> _PROBLEM TO SOLVE_
What this exercise requires is a verbatim reproduction of the data below.

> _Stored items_
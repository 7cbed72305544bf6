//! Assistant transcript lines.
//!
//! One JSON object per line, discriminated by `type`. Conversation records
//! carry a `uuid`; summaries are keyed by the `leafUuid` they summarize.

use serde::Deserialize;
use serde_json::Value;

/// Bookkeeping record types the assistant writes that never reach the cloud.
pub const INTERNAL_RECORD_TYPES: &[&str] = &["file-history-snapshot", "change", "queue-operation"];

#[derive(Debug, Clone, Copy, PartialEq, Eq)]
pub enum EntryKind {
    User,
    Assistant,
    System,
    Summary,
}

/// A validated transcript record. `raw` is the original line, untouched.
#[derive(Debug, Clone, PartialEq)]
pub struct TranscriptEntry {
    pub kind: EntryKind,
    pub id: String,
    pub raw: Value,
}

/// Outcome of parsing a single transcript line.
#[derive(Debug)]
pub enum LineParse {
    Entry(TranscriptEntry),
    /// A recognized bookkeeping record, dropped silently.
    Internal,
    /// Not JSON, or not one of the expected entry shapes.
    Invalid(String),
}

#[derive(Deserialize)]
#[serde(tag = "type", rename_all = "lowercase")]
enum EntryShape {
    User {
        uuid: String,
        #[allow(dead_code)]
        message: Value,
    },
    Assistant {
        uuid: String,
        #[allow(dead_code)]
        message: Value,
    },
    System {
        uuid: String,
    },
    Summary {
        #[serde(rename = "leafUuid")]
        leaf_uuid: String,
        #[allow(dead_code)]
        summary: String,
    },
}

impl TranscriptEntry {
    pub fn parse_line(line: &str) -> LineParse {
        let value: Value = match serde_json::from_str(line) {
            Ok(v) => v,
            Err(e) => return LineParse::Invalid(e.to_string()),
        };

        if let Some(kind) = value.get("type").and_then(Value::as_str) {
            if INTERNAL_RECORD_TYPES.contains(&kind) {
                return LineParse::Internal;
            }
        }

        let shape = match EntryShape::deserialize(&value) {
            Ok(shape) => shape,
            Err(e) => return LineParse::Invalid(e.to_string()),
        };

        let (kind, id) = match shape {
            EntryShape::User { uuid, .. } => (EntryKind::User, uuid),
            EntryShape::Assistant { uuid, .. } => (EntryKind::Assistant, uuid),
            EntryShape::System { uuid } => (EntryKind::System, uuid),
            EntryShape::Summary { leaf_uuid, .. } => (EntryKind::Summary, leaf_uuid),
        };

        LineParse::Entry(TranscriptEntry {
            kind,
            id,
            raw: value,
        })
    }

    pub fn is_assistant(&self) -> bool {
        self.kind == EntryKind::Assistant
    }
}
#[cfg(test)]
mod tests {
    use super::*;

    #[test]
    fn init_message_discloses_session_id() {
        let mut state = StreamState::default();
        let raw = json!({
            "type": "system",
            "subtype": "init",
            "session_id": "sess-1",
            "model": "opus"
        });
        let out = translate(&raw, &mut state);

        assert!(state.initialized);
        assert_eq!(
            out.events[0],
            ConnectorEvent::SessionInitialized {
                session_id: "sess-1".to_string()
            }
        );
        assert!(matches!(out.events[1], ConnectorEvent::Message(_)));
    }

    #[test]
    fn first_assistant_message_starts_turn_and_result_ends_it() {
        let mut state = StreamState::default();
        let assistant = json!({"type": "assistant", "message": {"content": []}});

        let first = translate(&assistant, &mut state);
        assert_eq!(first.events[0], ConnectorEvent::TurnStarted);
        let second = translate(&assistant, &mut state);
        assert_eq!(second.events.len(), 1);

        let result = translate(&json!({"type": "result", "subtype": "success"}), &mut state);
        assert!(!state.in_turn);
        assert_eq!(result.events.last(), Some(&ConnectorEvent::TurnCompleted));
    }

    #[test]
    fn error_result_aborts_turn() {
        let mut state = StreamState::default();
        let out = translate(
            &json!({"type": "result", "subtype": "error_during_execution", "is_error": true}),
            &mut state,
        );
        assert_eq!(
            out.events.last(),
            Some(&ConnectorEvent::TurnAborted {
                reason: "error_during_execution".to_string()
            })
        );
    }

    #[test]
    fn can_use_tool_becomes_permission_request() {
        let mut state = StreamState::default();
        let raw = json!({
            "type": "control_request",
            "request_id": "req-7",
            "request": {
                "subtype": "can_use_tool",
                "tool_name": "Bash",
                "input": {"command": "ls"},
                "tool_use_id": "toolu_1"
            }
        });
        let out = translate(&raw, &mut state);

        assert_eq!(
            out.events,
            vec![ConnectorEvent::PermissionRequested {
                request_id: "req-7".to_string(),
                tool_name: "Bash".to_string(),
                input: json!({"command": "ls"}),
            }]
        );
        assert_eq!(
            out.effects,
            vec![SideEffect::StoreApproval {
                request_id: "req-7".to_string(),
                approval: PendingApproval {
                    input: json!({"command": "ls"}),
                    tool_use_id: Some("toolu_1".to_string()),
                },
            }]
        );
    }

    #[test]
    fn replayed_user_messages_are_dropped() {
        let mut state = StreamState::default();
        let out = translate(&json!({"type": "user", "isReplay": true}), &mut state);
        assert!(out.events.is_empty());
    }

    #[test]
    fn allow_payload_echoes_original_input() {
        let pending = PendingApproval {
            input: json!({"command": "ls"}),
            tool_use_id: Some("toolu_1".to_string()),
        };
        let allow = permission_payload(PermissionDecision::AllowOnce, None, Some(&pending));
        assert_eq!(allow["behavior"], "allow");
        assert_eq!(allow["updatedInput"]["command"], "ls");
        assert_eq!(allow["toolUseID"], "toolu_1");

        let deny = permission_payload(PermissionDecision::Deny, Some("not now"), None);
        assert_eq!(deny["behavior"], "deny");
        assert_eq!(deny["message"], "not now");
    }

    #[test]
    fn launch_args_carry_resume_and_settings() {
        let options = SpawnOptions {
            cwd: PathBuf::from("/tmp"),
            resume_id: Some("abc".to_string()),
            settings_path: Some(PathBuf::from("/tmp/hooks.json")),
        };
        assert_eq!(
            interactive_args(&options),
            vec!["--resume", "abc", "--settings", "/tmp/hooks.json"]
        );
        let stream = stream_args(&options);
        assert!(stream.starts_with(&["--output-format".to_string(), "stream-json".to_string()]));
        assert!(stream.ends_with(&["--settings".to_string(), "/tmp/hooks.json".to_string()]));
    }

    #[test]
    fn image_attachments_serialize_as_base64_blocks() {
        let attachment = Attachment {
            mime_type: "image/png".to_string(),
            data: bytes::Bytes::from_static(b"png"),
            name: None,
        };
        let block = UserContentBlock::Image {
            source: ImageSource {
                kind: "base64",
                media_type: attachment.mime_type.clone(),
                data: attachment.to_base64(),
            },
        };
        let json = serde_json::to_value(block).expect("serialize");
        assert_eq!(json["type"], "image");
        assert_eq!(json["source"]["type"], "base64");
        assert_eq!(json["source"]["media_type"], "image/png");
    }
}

> _TASK RESULT_
repository 7cbed72305544bf6
//! Assistant transcript lines.
//!
//! One JSON object per line, discriminated by `type`. Conversation records
//! carry a `uuid`; summaries are keyed by the `leafUuid` they summarize.

use serde::Deserialize;
use serde_json::Value;

/// Bookkeeping record types the assistant writes that never reach the cloud.
pub const INTERNAL_RECORD_TYPES: &[&str] = &["file-history-snapshot", "change", "queue-operation"];

#[derive(Debug, Clone, Copy, PartialEq, Eq)]
pub enum EntryKind {
    User,
    Assistant,
    System,
    Summary,
}

/// A validated transcript record. `raw` is the original line, untouched.
#[derive(Debug, Clone, PartialEq)]
pub struct TranscriptEntry {
    pub kind: EntryKind,
    pub id: String,
    pub raw: Value,
}

/// Outcome of parsing a single transcript line.
#[derive(Debug)]
pub enum LineParse {
    Entry(TranscriptEntry),
    /// A recognized bookkeeping record, dropped silently.
    Internal,
    /// Not JSON, or not one of the expected entry shapes.
    Invalid(String),
}

#[derive(Deserialize)]
#[serde(tag = "type", rename_all = "lowercase")]
enum EntryShape {
    User {
        uuid: String,
        #[allow(dead_code)]
        message: Value,
    },
    Assistant {
        uuid: String,
        #[allow(dead_code)]
        message: Value,
    },
    System {
        uuid: String,
    },
    Summary {
        #[serde(rename = "leafUuid")]
        leaf_uuid: String,
        #[allow(dead_code)]
        summary: String,
    },
}

impl TranscriptEntry {
    pub fn parse_line(line: &str) -> LineParse {
        let value: Value = match serde_json::from_str(line) {
            Ok(v) => v,
            Err(e) => return LineParse::Invalid(e.to_string()),
        };

        if let Some(kind) = value.get("type").and_then(Value::as_str) {
            if INTERNAL_RECORD_TYPES.contains(&kind) {
                return LineParse::Internal;
            }
        }

        let shape = match EntryShape::deserialize(&value) {
            Ok(shape) => shape,
            Err(e) => return LineParse::Invalid(e.to_string()),
        };

        let (kind, id) = match shape {
            EntryShape::User { uuid, .. } => (EntryKind::User, uuid),
            EntryShape::Assistant { uuid, .. } => (EntryKind::Assistant, uuid),
            EntryShape::System { uuid } => (EntryKind::System, uuid),
            EntryShape::Summary { leaf_uuid, .. } => (EntryKind::Summary, leaf_uuid),
        };

        LineParse::Entry(TranscriptEntry {
            kind,
            id,
            raw: value,
        })
    }

    pub fn is_assistant(&self) -> bool {
        self.kind == EntryKind::Assistant
    }
}
#[cfg(test)]
mod tests {
    use super::*;

    #[test]
    fn init_message_discloses_session_id() {
        let mut state = StreamState::default();
        let raw = json!({
            "type": "system",
            "subtype": "init",
            "session_id": "sess-1",
            "model": "opus"
        });
        let out = translate(&raw, &mut state);

        assert!(state.initialized);
        assert_eq!(
            out.events[0],
            ConnectorEvent::SessionInitialized {
                session_id: "sess-1".to_string()
            }
        );
        assert!(matches!(out.events[1], ConnectorEvent::Message(_)));
    }

    #[test]
    fn first_assistant_message_starts_turn_and_result_ends_it() {
        let mut state = StreamState::default();
        let assistant = json!({"type": "assistant", "message": {"content": []}});

        let first = translate(&assistant, &mut state);
        assert_eq!(first.events[0], ConnectorEvent::TurnStarted);
        let second = translate(&assistant, &mut state);
        assert_eq!(second.events.len(), 1);

        let result = translate(&json!({"type": "result", "subtype": "success"}), &mut state);
        assert!(!state.in_turn);
        assert_eq!(result.events.last(), Some(&ConnectorEvent::TurnCompleted));
    }

    #[test]
    fn error_result_aborts_turn() {
        let mut state = StreamState::default();
        let out = translate(
            &json!({"type": "result", "subtype": "error_during_execution", "is_error": true}),
            &mut state,
        );
        assert_eq!(
            out.events.last(),
            Some(&ConnectorEvent::TurnAborted {
                reason: "error_during_execution".to_string()
            })
        );
    }

    #[test]
    fn can_use_tool_becomes_permission_request() {
        let mut state = StreamState::default();
        let raw = json!({
            "type": "control_request",
            "request_id": "req-7",
            "request": {
                "subtype": "can_use_tool",
                "tool_name": "Bash",
                "input": {"command": "ls"},
                "tool_use_id": "toolu_1"
            }
        });
        let out = translate(&raw, &mut state);

        assert_eq!(
            out.events,
            vec![ConnectorEvent::PermissionRequested {
                request_id: "req-7".to_string(),
                tool_name: "Bash".to_string(),
                input: json!({"command": "ls"}),
            }]
        );
        assert_eq!(
            out.effects,
            vec![SideEffect::StoreApproval {
                request_id: "req-7".to_string(),
                approval: PendingApproval {
                    input: json!({"command": "ls"}),
                    tool_use_id: Some("toolu_1".to_string()),
                },
            }]
        );
    }

    #[test]
    fn replayed_user_messages_are_dropped() {
        let mut state = StreamState::default();
        let out = translate(&json!({"type": "user", "isReplay": true}), &mut state);
        assert!(out.events.is_empty());
    }

    #[test]
    fn allow_payload_echoes_original_input() {
        let pending = PendingApproval {
            input: json!({"command": "ls"}),
            tool_use_id: Some("toolu_1".to_string()),
        };
        let allow = permission_payload(PermissionDecision::AllowOnce, None, Some(&pending));
        assert_eq!(allow["behavior"], "allow");
        assert_eq!(allow["updatedInput"]["command"], "ls");
        assert_eq!(allow["toolUseID"], "toolu_1");

        let deny = permission_payload(PermissionDecision::Deny, Some("not now"), None);
        assert_eq!(deny["behavior"], "deny");
        assert_eq!(deny["message"], "not now");
    }

    #[test]
    fn launch_args_carry_resume_and_settings() {
        let options = SpawnOptions {
            cwd: PathBuf::from("/tmp"),
            resume_id: Some("abc".to_string()),
            settings_path: Some(PathBuf::from("/tmp/hooks.json")),
        };
        assert_eq!(
            interactive_args(&options),
            vec!["--resume", "abc", "--settings", "/tmp/hooks.json"]
        );
        let stream = stream_args(&options);
        assert!(stream.starts_with(&["--output-format".to_string(), "stream-json".to_string()]));
        assert!(stream.ends_with(&["--settings".to_string(), "/tmp/hooks.json".to_string()]));
    }

    #[test]
    fn image_attachments_serialize_as_base64_blocks() {
        let attachment = Attachment {
            mime_type: "image/png".to_string(),
            data: bytes::Bytes::from_static(b"png"),
            name: None,
        };
        let block = UserContentBlock::Image {
            source: ImageSource {
                kind: "base64",
                media_type: attachment.mime_type.clone(),
                data: attachment.to_base64(),
            },
        };
        let json = serde_json::to_value(block).expect("serialize");
        assert_eq!(json["type"], "image");
        assert_eq!(json["source"]["type"], "base64");
        assert_eq!(json["source"]["media_type"], "image/png");
    }
}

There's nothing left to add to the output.